Both parties agree that the China of today is not the China of 10 years ago, but they are struggling to reshape policy responses to the China of today.
The Australia-China relationship is seen through three perspectives in this order of priority: defense, foreign policy, and ‘don’t mention China and the economy.’
The “don’t mention China and the economy” approach seems contradictory, but it reflects Australia’s schizophrenic approach to China. The much-touted strength of Australia’s post-COVID-19 economic recovery and favorable balance of payments result rests mainly on China’s continued purchase of iron ore and coal.
These are the major contributors to Australia’s current account balance. It is well recognized and acknowledged in the state of Western Australia, but otherwise the contribution is conveniently ignored whenever the prime minister and treasurer boast about Australia’s economic position.
The Liberal Party and the opposition Labor Party are Tweedledum and Tweedledee when it comes to recognizing China’s contribution to the economic foundation of Australia’s prosperity.
The defense and security perspective of China is the primary focus of the current government. When China is mentioned, it’s most frequently figures in a scare campaign. The recent agreement between the Solomon Islands and China was the most recent of these. It was with considerable reluctance and delay that Australian Prime Minister Scott Morrison acknowledged the Solomon Islands’ sovereign right to enter into agreements.
The second scare during the election campaign was promoted by Defense Minister Peter Dutton in response to a Chinese People’s Liberation Army naval vessel passing the Australian coast in international waters. In a wild exaggeration, Dutton said “I think it is an act of aggression.” This claim was quickly dismissed by his own defense department, but it highlighted the government’s preference for confrontation and military posturing rather than diplomacy.

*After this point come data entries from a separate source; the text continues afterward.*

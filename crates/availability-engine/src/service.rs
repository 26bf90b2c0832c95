//! Operations exposed to the surrounding service (HTTP handlers, the CLI).
//!
//! Inputs arrive as strings straight from the transport and are validated
//! before any store is touched. Results are plain serializable values.

use serde::Serialize;
use tracing::{debug, info, warn};

use crate::error::{AvailabilityError, Result};
use crate::grid::{structure, AvailabilityGridRow};
use crate::resolver::{available_tutors, hydrate};
use crate::store::{
    AvailabilitySlot, AvailabilityStore, BookedLesson, LessonBook, LessonStore, Profile,
    UserDirectory, DEFAULT_LESSON_CODE,
};
use crate::time::{normalize, parse_instant, parse_local_time, Instant, OffsetMinutes};
use crate::week::WeekWindow;

/// One tutor's weekly grid as seen at a viewer offset.
#[derive(Debug, Clone, PartialEq, Eq, Serialize)]
#[serde(rename_all = "camelCase")]
pub struct WeekGrid {
    pub rows: Vec<AvailabilityGridRow>,
    pub week_start: Instant,
    pub week_end: Instant,
}

/// A lesson with both participants' profiles resolved.
#[derive(Debug, Clone, PartialEq, Eq, Serialize)]
#[serde(rename_all = "camelCase")]
pub struct LessonDetail {
    pub tutor: Profile,
    pub student: Profile,
    pub instant: Instant,
    pub lesson_code: String,
}

/// Availability operations over a backend that provides every collaborator.
pub struct AvailabilityService<'a, S: ?Sized> {
    backend: &'a mut S,
}

impl<'a, S> AvailabilityService<'a, S>
where
    S: AvailabilityStore + LessonStore + UserDirectory + ?Sized,
{
    pub fn new(backend: &'a mut S) -> Self {
        AvailabilityService { backend }
    }

    /// Publish a slot for `tutor_id` at a viewer-local time.
    ///
    /// The duplicate check here is advisory. The store's own insert is what
    /// guarantees uniqueness under concurrent writers.
    pub fn add_slot(
        &mut self,
        tutor_id: &str,
        local_time: &str,
        offset: OffsetMinutes,
    ) -> Result<AvailabilitySlot> {
        let instant = normalize(local_time, offset)?;

        let existing = AvailabilityStore::query_by_instant(&*self.backend, instant)?;
        if existing.iter().any(|t| t == tutor_id) {
            warn!(tutor_id, %instant, "availability already declared");
            return Err(AvailabilityError::DuplicateSlot {
                tutor_id: tutor_id.to_string(),
                instant: instant.to_rfc3339(),
            });
        }

        let slot = self.backend.insert(tutor_id, instant)?;
        info!(tutor_id, %instant, "added availability");
        Ok(slot)
    }

    /// Withdraw a previously published slot.
    ///
    /// Fails with `SlotNotFound` if there is nothing to remove, including
    /// when another caller removed it first.
    pub fn remove_slot(
        &mut self,
        tutor_id: &str,
        local_time: &str,
        offset: OffsetMinutes,
    ) -> Result<()> {
        let instant = normalize(local_time, offset)?;
        self.backend.delete(tutor_id, instant)?;
        info!(tutor_id, %instant, "removed availability");
        Ok(())
    }

    /// Weekly grid of `tutor_id`'s slots for the week containing `anchor_local`.
    pub fn get_week_grid(
        &self,
        tutor_id: &str,
        anchor_local: &str,
        offset: OffsetMinutes,
    ) -> Result<WeekGrid> {
        let anchor = parse_local_time(anchor_local)?;
        let window = WeekWindow::containing(anchor, offset)?;

        let instants = self
            .backend
            .query_by_tutor_and_range(tutor_id, window.start, window.end)?;
        let rows = structure(instants, offset)?;

        debug!(tutor_id, week_start = %window.start, rows = rows.len(), "built week grid");
        Ok(WeekGrid {
            rows,
            week_start: window.start,
            week_end: window.end,
        })
    }

    /// Profiles of the tutors free at an RFC 3339 `instant`.
    pub fn get_available_tutors(&self, instant: &str) -> Result<Vec<Profile>> {
        let instant = parse_instant(instant)?;
        let ids = available_tutors(instant, &*self.backend, &*self.backend)?;
        hydrate(&ids, &*self.backend)
    }
}

impl<'a, S> AvailabilityService<'a, S>
where
    S: AvailabilityStore + LessonBook + UserDirectory + ?Sized,
{
    /// Book a lesson at an RFC 3339 `instant` between two known users.
    ///
    /// Without a `lesson_code` the lesson is booked as [`DEFAULT_LESSON_CODE`].
    pub fn book_lesson(
        &mut self,
        tutor_id: &str,
        student_id: &str,
        instant: &str,
        lesson_code: Option<&str>,
    ) -> Result<BookedLesson> {
        let instant = parse_instant(instant)?;
        self.backend.get(tutor_id)?;
        self.backend.get(student_id)?;

        let code = lesson_code.unwrap_or(DEFAULT_LESSON_CODE);
        let lesson = self.backend.book(tutor_id, student_id, instant, code)?;
        info!(tutor_id, student_id, %instant, lesson_code = code, "booked lesson");
        Ok(lesson)
    }

    /// A user's lessons in ascending time order, as tutor or as student
    /// depending on their profile.
    pub fn lessons_for(&self, user_id: &str) -> Result<Vec<LessonDetail>> {
        let user = self.backend.get(user_id)?;
        self.backend
            .query_by_participant(user_id, user.is_tutor)?
            .into_iter()
            .map(|lesson| -> Result<LessonDetail> {
                Ok(LessonDetail {
                    tutor: self.backend.get(&lesson.tutor_id)?,
                    student: self.backend.get(&lesson.student_id)?,
                    instant: lesson.instant,
                    lesson_code: lesson.lesson_code,
                })
            })
            .collect()
    }
}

These responses are consistent with the confrontational approach taken by the current government and there is every indication that this will also be the future pathway should they be elected. This policy approach, described by some as beating the drums of war, is reflected in the AUKUS and Quad agreements. A future Liberal government is most likely to consolidate these agreements with the aim of increasing American engagement in the region.

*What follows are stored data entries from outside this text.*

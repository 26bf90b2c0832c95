use availability_engine::{structure, Instant, OffsetMinutes};
use chrono::{Duration, TimeZone, Utc};
use criterion::{criterion_group, criterion_main, Criterion};
use std::hint::black_box;

fn half_hour_week() -> Vec<Instant> {
    let monday = Utc.with_ymd_and_hms(2024, 1, 1, 0, 0, 0).unwrap();
    (0..7 * 48)
        .map(|i| monday + Duration::minutes(30 * i))
        .collect()
}

fn bench_structure(c: &mut Criterion) {
    let slots = half_hour_week();
    c.bench_function("structure_full_week", |b| {
        b.iter(|| structure(black_box(slots.iter().copied()), OffsetMinutes(300)).unwrap())
    });
}

criterion_group!(benches, bench_structure);
criterion_main!(benches);
//! Fold one week of availability instants into a per-time-of-day grid.
//!
//! Each row covers one `"HHMM"` time of day and flags the days of the week
//! that have a slot at that time:
//!
//! ```text
//! {"time":"1830","m":"","t":"","w":"available","th":"","f":"available","s":"","su":""}
//! ```
//!
//! Rows come out in the order their time of day was first seen in the input,
//! not sorted. Callers that want chronological rows opt in with [`sorted_by_time`].

use std::collections::HashMap;

use chrono::{Datelike, Weekday};
use serde::{Deserialize, Serialize};
use tracing::debug;

use crate::error::Result;
use crate::time::{to_local_time, Instant, LocalTime, OffsetMinutes};

/// Day of the week, indexed from Sunday = 0 for display.
#[derive(Debug, Clone, Copy, PartialEq, Eq, Hash)]
pub enum DayOfWeek {
    Sunday,
    Monday,
    Tuesday,
    Wednesday,
    Thursday,
    Friday,
    Saturday,
}

/// Display labels, indexed by [`DayOfWeek::index`].
const DAY_LABELS: [&str; 7] = ["su", "m", "t", "w", "th", "f", "s"];

impl DayOfWeek {
    pub const ALL: [DayOfWeek; 7] = [
        DayOfWeek::Sunday,
        DayOfWeek::Monday,
        DayOfWeek::Tuesday,
        DayOfWeek::Wednesday,
        DayOfWeek::Thursday,
        DayOfWeek::Friday,
        DayOfWeek::Saturday,
    ];

    pub fn index(self) -> usize {
        self as usize
    }

    /// Wire label of this day (`"su"`, `"m"`, ... `"s"`).
    pub fn label(self) -> &'static str {
        DAY_LABELS[self.index()]
    }
}

impl From<Weekday> for DayOfWeek {
    fn from(weekday: Weekday) -> Self {
        DayOfWeek::ALL[weekday.num_days_from_sunday() as usize]
    }
}

/// Whether a day column is marked in a grid row.
#[derive(Debug, Clone, Copy, PartialEq, Eq, Default, Serialize, Deserialize)]
pub enum DayFlag {
    #[serde(rename = "available")]
    Available,
    #[default]
    #[serde(rename = "")]
    Empty,
}

/// One time of day across the seven days of a week.
///
/// Field names are the stable wire shape consumed by rendering clients.
#[derive(Debug, Clone, PartialEq, Eq, Serialize, Deserialize)]
pub struct AvailabilityGridRow {
    pub time: String,
    #[serde(default)]
    pub m: DayFlag,
    #[serde(default)]
    pub t: DayFlag,
    #[serde(default)]
    pub w: DayFlag,
    #[serde(default)]
    pub th: DayFlag,
    #[serde(default)]
    pub f: DayFlag,
    #[serde(default)]
    pub s: DayFlag,
    #[serde(default)]
    pub su: DayFlag,
}

impl AvailabilityGridRow {
    /// A row with every day empty.
    pub fn empty(time: impl Into<String>) -> Self {
        AvailabilityGridRow {
            time: time.into(),
            m: DayFlag::Empty,
            t: DayFlag::Empty,
            w: DayFlag::Empty,
            th: DayFlag::Empty,
            f: DayFlag::Empty,
            s: DayFlag::Empty,
            su: DayFlag::Empty,
        }
    }

    pub fn day(&self, day: DayOfWeek) -> DayFlag {
        match day {
            DayOfWeek::Sunday => self.su,
            DayOfWeek::Monday => self.m,
            DayOfWeek::Tuesday => self.t,
            DayOfWeek::Wednesday => self.w,
            DayOfWeek::Thursday => self.th,
            DayOfWeek::Friday => self.f,
            DayOfWeek::Saturday => self.s,
        }
    }

    fn day_mut(&mut self, day: DayOfWeek) -> &mut DayFlag {
        match day {
            DayOfWeek::Sunday => &mut self.su,
            DayOfWeek::Monday => &mut self.m,
            DayOfWeek::Tuesday => &mut self.t,
            DayOfWeek::Wednesday => &mut self.w,
            DayOfWeek::Thursday => &mut self.th,
            DayOfWeek::Friday => &mut self.f,
            DayOfWeek::Saturday => &mut self.s,
        }
    }

    /// Flag `day` as available. Marking the same day twice is a no-op.
    pub fn mark(&mut self, day: DayOfWeek) {
        *self.day_mut(day) = DayFlag::Available;
    }

    /// Days flagged available, Sunday first.
    pub fn available_days(&self) -> Vec<DayOfWeek> {
        DayOfWeek::ALL
            .into_iter()
            .filter(|&d| self.day(d) == DayFlag::Available)
            .collect()
    }
}

/// Zero-padded 24-hour `"HHMM"` key for a local time.
pub fn time_of_day_key(local: LocalTime) -> String {
    local.format("%H%M").to_string()
}

/// Build the weekly grid for a set of slot instants as seen at `offset`.
///
/// The input is expected to be one week's worth of slots (see
/// [`crate::week::WeekWindow`]); instants from different weeks that share a
/// weekday and time of day collapse into the same cell.
///
/// Fails only if an instant shifted by `offset` leaves chrono's range.
pub fn structure<I>(slots: I, offset: OffsetMinutes) -> Result<Vec<AvailabilityGridRow>>
where
    I: IntoIterator<Item = Instant>,
{
    let mut rows: Vec<AvailabilityGridRow> = Vec::new();
    let mut row_for_time: HashMap<String, usize> = HashMap::new();
    let mut seen = 0usize;

    for instant in slots {
        seen += 1;
        let local = to_local_time(instant, offset)?;
        let key = time_of_day_key(local);
        let day = DayOfWeek::from(local.weekday());

        let idx = *row_for_time.entry(key.clone()).or_insert_with(|| {
            rows.push(AvailabilityGridRow::empty(key));
            rows.len() - 1
        });
        rows[idx].mark(day);
    }

    debug!(slots = seen, rows = rows.len(), "structured availability grid");
    Ok(rows)
}

/// Sort grid rows chronologically by time of day.
pub fn sorted_by_time(mut rows: Vec<AvailabilityGridRow>) -> Vec<AvailabilityGridRow> {
    // "HHMM" is fixed-width, so lexical order is chronological.
    rows.sort_by(|a, b| a.time.cmp(&b.time));
    rows
}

The opposition Labor Party is less inclined to beat the drums as a first response to any developments in the Australia-China relationship. However, it still supports increased defense spending and engagement with the United States.
The difference is more one of emphasis than of substantial difference. In true Tweedledum and Tweedledee style, during the election campaign, both sides have agreed to have a battle, but it never seems to eventuate because the Labor Party has largely agreed with the position taken by the Liberal Party.
The decline of the role played by diplomacy under the current government is summed up by the tag line on their official emails “Diplomacy begins at home.” This reflects the downgrading of diplomacy as a strong tool in the conduct of foreign affairs. There are no hints that this downgrade will disappear if the current Liberal government is re-elected.
If the Labor Party forms the next government, there will be less emphasis on military growth and military solutions as the first and primary response to the management of the Australia-China relationship. The potential future foreign minister, Penny Wong, has consistently highlighted the need to expand and improve Australia’s diplomatic efforts as a first response to the bilateral relationship.
The Labor Party has indicated more willingness to enter into discussion and dialog without resorting to megaphone diplomacy. They will step away from the obstructive and wombat warrior approach that has dominated the Australia-China relationship in recent years.
The Labor Party is not offering an independent foreign policy approach, freed from the overwhelming influence of the United States. It is offering a more moderate and less abrasive approach to the region, and to Australia-China relations. It is an approach that reaches for diplomacy first in anticipation that China will also pick up the phone for dialogue.
Australian business organizations and leaders have made it clear that they favor a more constructive, less bellicose and more diplomatic resumption of the Australia-China bilateral relationship. Despite the Tweedledum Tweedledee similarity, the Australian election marks a pivotal point in the Australia-China relationship. The result marks either a continuation of bellicosity and militarization, or a diplomatic recalibration, using all the tools of statecraft appropriate for a changed global environment.